In violation of dignity

Pakistan has become subject to the devastating effects of domestic laws that are incoherent with the international laws it has ratified.

The Roman Emperor Cicero famously remarked ‘Silent enim leges inter arma’ (For among times of arms, the laws fall mute). The phrase is epitomiszed by the State’s response, following the horrendous attack on the Army Public School, Peshawar. The Parliament, recognising the lacunas in the country’s criminal justice system enacted the 21st Amendment to the Constitution. The said amendment allowed military courts to try civilians accused of perpetrating terrorism in the name of a ‘religion or a sect’. Further, the amendment suspended the operation of fundamental rights to persons tried by military courts.

The said amendment was challenged before the Supreme Court of Pakistan. The Supreme Court, in the decision titled ‘District Bar Association v Federation of Pakistan’ affirmed the Parliament’s wisdom. The Court’s judgment was swayed by inter alia, the sunset clause enshrined in the aforesaid amendment. The said clause recognised that the amendment was enacted in view of a grave and unprecedented challenge and would thus cease to exist at the lapse of two years from its enactment. Subsequent convictions by these courts manifested blatant violations of not only fundamental rights enshrined in the constitution but also the principles of natural justice. The notion of ‘nemo judice in cause sua’ (no man shall be a judge in his own cause) was dispensed with, as members of the military courts not only prosecuted civilians but sat over their trials. Convictions by the military courts were challenged before the Supreme Court. The Supreme Court, however, had already capitulated. The Supreme Court, expressing the limitations on its jurisdiction to review judgments pronounced by military courts affirmed these convictions.

The 21st Amendment ceased to operate in January 2017. The recent spate of terrorist attacks across the country, however, has revived the debate about the efficacy of trials by military courts.
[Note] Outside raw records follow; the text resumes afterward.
//! Edit form controller for a single record.

use thiserror::Error;

use crate::api::{Country, Record, RecordPatch};

pub const SAVE_SUCCESS: &str = "Customer updated successfully!";
pub const SAVE_FAILURE: &str = "Failed to update customer";

#[derive(Debug, Clone, PartialEq, Eq, Error)]
pub enum ValidationError {
  #[error("Name is required")]
  NameRequired,
}

#[derive(Debug, Clone, Copy, Default, PartialEq, Eq)]
pub enum FormPhase {
  #[default]
  Closed,
  Open,
  Submitting,
}

/// Editable fields of the record being edited
#[derive(Debug, Clone, Default, PartialEq, Eq)]
pub struct FormFields {
  pub name: String,
  pub country: String,
  pub country_id: String,
}

/// State machine behind the edit modal.
///
/// `Closed -> Open -> Submitting -> Closed` on success, back to `Open` with
/// the entered values and a submit error on failure. Validation failures
/// never leave `Open`.
#[derive(Debug, Clone, Default)]
pub struct EditForm {
  phase: FormPhase,
  record: Option<Record>,
  fields: FormFields,
  name_error: Option<ValidationError>,
  submit_error: Option<String>,
}

impl EditForm {
  pub fn new() -> Self {
    Self::default()
  }

  pub fn phase(&self) -> FormPhase {
    self.phase
  }

  pub fn is_open(&self) -> bool {
    self.phase != FormPhase::Closed
  }

  pub fn is_submitting(&self) -> bool {
    self.phase == FormPhase::Submitting
  }

  /// The record as it was when the form opened
  pub fn record(&self) -> Option<&Record> {
    self.record.as_ref()
  }

  pub fn fields(&self) -> &FormFields {
    &self.fields
  }

  pub fn name_error(&self) -> Option<&ValidationError> {
    self.name_error.as_ref()
  }

  pub fn submit_error(&self) -> Option<&str> {
    self.submit_error.as_deref()
  }

  /// Open prefilled from `record`
  pub fn open(&mut self, record: &Record) {
    self.phase = FormPhase::Open;
    self.fields = FormFields {
      name: record.name.clone(),
      country: record.country.clone(),
      country_id: record.country_id.clone(),
    };
    self.record = Some(record.clone());
    self.name_error = None;
    self.submit_error = None;
  }

  pub fn set_name(&mut self, name: &str) {
    if self.phase != FormPhase::Open {
      return;
    }
    self.fields.name = name.to_string();
    self.name_error = None;
  }

  pub fn select_country(&mut self, country: &Country) {
    if self.phase != FormPhase::Open {
      return;
    }
    self.fields.country = country.name.clone();
    self.fields.country_id = country.id.clone();
  }

  /// Validate and move to `Submitting`, yielding the patch to send.
  ///
  /// Returns `None` when the form isn't open.
  pub fn submit(&mut self) -> Option<Result<RecordPatch, ValidationError>> {
    if self.phase != FormPhase::Open {
      return None;
    }

    let name = self.fields.name.trim();
    if name.is_empty() {
      self.name_error = Some(ValidationError::NameRequired);
      return Some(Err(ValidationError::NameRequired));
    }

    let patch = RecordPatch {
      name: Some(name.to_string()),
      country: Some(self.fields.country.clone()),
      country_id: Some(self.fields.country_id.clone()),
    };
    self.phase = FormPhase::Submitting;
    self.submit_error = None;
    Some(Ok(patch))
  }

  /// Settle a submission: close on success, reopen with the error otherwise
  pub fn finish<E: std::fmt::Display>(&mut self, result: Result<(), E>) {
    if self.phase != FormPhase::Submitting {
      return;
    }
    match result {
      Ok(()) => self.reset(),
      Err(e) => {
        self.phase = FormPhase::Open;
        self.submit_error = Some(e.to_string());
      }
    }
  }

  /// Dismiss the form; ignored while a submission is in flight
  pub fn close(&mut self) {
    if self.phase == FormPhase::Submitting {
      return;
    }
    self.reset();
  }

  fn reset(&mut self) {
    *self = Self::default();
  }
}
An article titled ‘Consensus on Military Courts’ published in the Daily Dawn on 28 February 2017 reported that the government and opposition had reached a consensus regarding the amendment’s extension. The pervasive nature of the amendment and the court’s self-inflicted emasculation continues to render citizens vulnerable, floundering against the state’s high handed practices. The only available recourse is thus recourse to international customs and conventions. The provisions of International Covenant on Civil and Political Rights (ICCPR), being the foundational document on civil and political rights, therefore, become pertinent. Article 14 of the ICCPR guarantees individuals the right to a fair trial. Pakistan, despite being a signatory to the ICCPR, fails to safeguard the rights of individuals convicted by military courts.

Pakistan, hence, has become subject to the devastating effects of domestic laws that are incoherent with the international laws it has ratified.
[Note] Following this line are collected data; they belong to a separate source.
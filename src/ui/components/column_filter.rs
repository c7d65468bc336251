use super::KeyResult;
use crate::table::{Column, TableState};
use crate::ui::centered_rect;
use crate::ui::renderfns::truncate;
use crossterm::event::{KeyCode, KeyEvent};
use ratatui::prelude::*;
use ratatui::widgets::{Block, Borders, Clear, List, ListItem, ListState};

/// Events emitted by the filter overlay that parent needs to handle
#[derive(Debug, Clone, PartialEq, Eq)]
pub enum FilterEvent {
  /// Flip one value in or out of the selection
  Toggle(Column, String),
  /// Drop every selected value of the column
  Clear(Column),
}

/// Multi-select overlay for filtering a column by its distinct values
#[derive(Debug, Clone)]
pub struct ColumnFilter {
  active: bool,
  column: Column,
  options: Vec<String>,
  cursor: usize,
}

impl Default for ColumnFilter {
  fn default() -> Self {
    Self::new(Column::Country)
  }
}

impl ColumnFilter {
  pub fn new(column: Column) -> Self {
    Self {
      active: false,
      column,
      options: Vec::new(),
      cursor: 0,
    }
  }

  pub fn is_active(&self) -> bool {
    self.active
  }

  /// Open with the distinct values currently present
  pub fn show(&mut self, options: Vec<String>) {
    self.active = true;
    self.options = options;
    self.cursor = self.cursor.min(self.options.len().saturating_sub(1));
  }

  pub fn hide(&mut self) {
    self.active = false;
  }

  pub fn handle_key(&mut self, key: KeyEvent) -> KeyResult<FilterEvent> {
    if !self.active {
      return KeyResult::NotHandled;
    }

    match key.code {
      KeyCode::Esc | KeyCode::Enter | KeyCode::Char('f') | KeyCode::Char('q') => {
        self.hide();
        KeyResult::Handled
      }
      KeyCode::Char('j') | KeyCode::Down => {
        if !self.options.is_empty() {
          self.cursor = (self.cursor + 1) % self.options.len();
        }
        KeyResult::Handled
      }
      KeyCode::Char('k') | KeyCode::Up => {
        if !self.options.is_empty() {
          self.cursor = if self.cursor == 0 {
            self.options.len() - 1
          } else {
            self.cursor - 1
          };
        }
        KeyResult::Handled
      }
      KeyCode::Char(' ') => match self.options.get(self.cursor) {
        Some(value) => KeyResult::Event(FilterEvent::Toggle(self.column, value.clone())),
        None => KeyResult::Handled,
      },
      KeyCode::Char('c') => KeyResult::Event(FilterEvent::Clear(self.column)),
      _ => KeyResult::Handled,
    }
  }

  pub fn render_overlay(&self, frame: &mut Frame, area: Rect, table: &TableState) {
    if !self.active {
      return;
    }

    let longest = self.options.iter().map(|o| o.chars().count()).max().unwrap_or(10);
    let width = (longest as u16 + 10).clamp(24, area.width.saturating_sub(4).max(24));
    let height = (self.options.len() as u16 + 3).clamp(4, area.height.saturating_sub(2).max(4));
    let overlay_area = centered_rect(area, width, height);

    frame.render_widget(Clear, overlay_area);

    let selected = table.filter_values(self.column).map_or(0, |v| v.len());
    let block = Block::default()
      .borders(Borders::ALL)
      .border_style(Style::default().fg(Color::Yellow))
      .title(format!(" Filter {} ({} selected) ", self.column.label(), selected))
      .title_bottom(Line::from(" space toggle · c clear · esc close ").centered());

    let inner = block.inner(overlay_area);
    frame.render_widget(block, overlay_area);

    if self.options.is_empty() {
      frame.render_widget(
        Line::styled("No values", Style::default().fg(Color::DarkGray)),
        inner,
      );
      return;
    }

    let max_len = inner.width.saturating_sub(5) as usize;
    let items: Vec<ListItem> = self
      .options
      .iter()
      .map(|value| {
        let checked = table.is_selected(self.column, value);
        let (mark, style) = if checked {
          ("[x] ", Style::default().fg(Color::Green))
        } else {
          ("[ ] ", Style::default().fg(Color::White))
        };
        ListItem::new(Line::from(vec![
          Span::styled(mark, style),
          Span::styled(truncate(value, max_len), style),
        ]))
      })
      .collect();

    let list = List::new(items).highlight_style(Style::default().bg(Color::DarkGray));
    let mut state = ListState::default();
    state.select(Some(self.cursor));
    frame.render_stateful_widget(list, inner, &mut state);
  }
}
In 2006, during the candidature elections of the Human Rights Council, Pakistan pledged to ratify all the treaties regarding the core human rights and successfully fulfilled her commitment by signing the UN Convention against Torture and Other Cruel, Inhuman or Degrading Treatment or Punishment (UNCAT), International Covenant on Civil and Political Rights (ICCPR) and ratified International Covenant on Economic, Social and Cultural Rights (ICESCR). Pakistan, however, shied from ratifying the First Optional Protocol for the ICCPR. The Protocol’s ratification would have enabled the Human Rights Committee to subject Pakistan to its enforcement mechanism, thereby allowing individuals to approach the Committee against the state’s excesses. The Optional Protocol allows individuals to communicate any complaints, assailing acts which violate their rights under the convention. The complaints should be filed after all domestic remedies have been exhausted. The complaint is forwarded to the relevant party who is obligated to respond within six months.

The ratification of the Optional Protocol becomes profoundly pertinent with the validation of military courts and trials thereunder. Recourse to the Convention against the pervasive actions of the State is the only way to salvage individual liberty. The threats we face are grave and unprecedented. What distinguishes us from the militants we wage war against, however, is our values, our respect for democracy, and plurality of ideas. While remembering who we are fighting against, many a great nations have had a proclivity to forget what we are fighting against. We are fighting against those who trample our laws and constitution under the weight of their feet. The question that the present crisis begs is whether we would fight them by protecting our values and identity, or would we too trample and obliterate these values in a bid to protect them?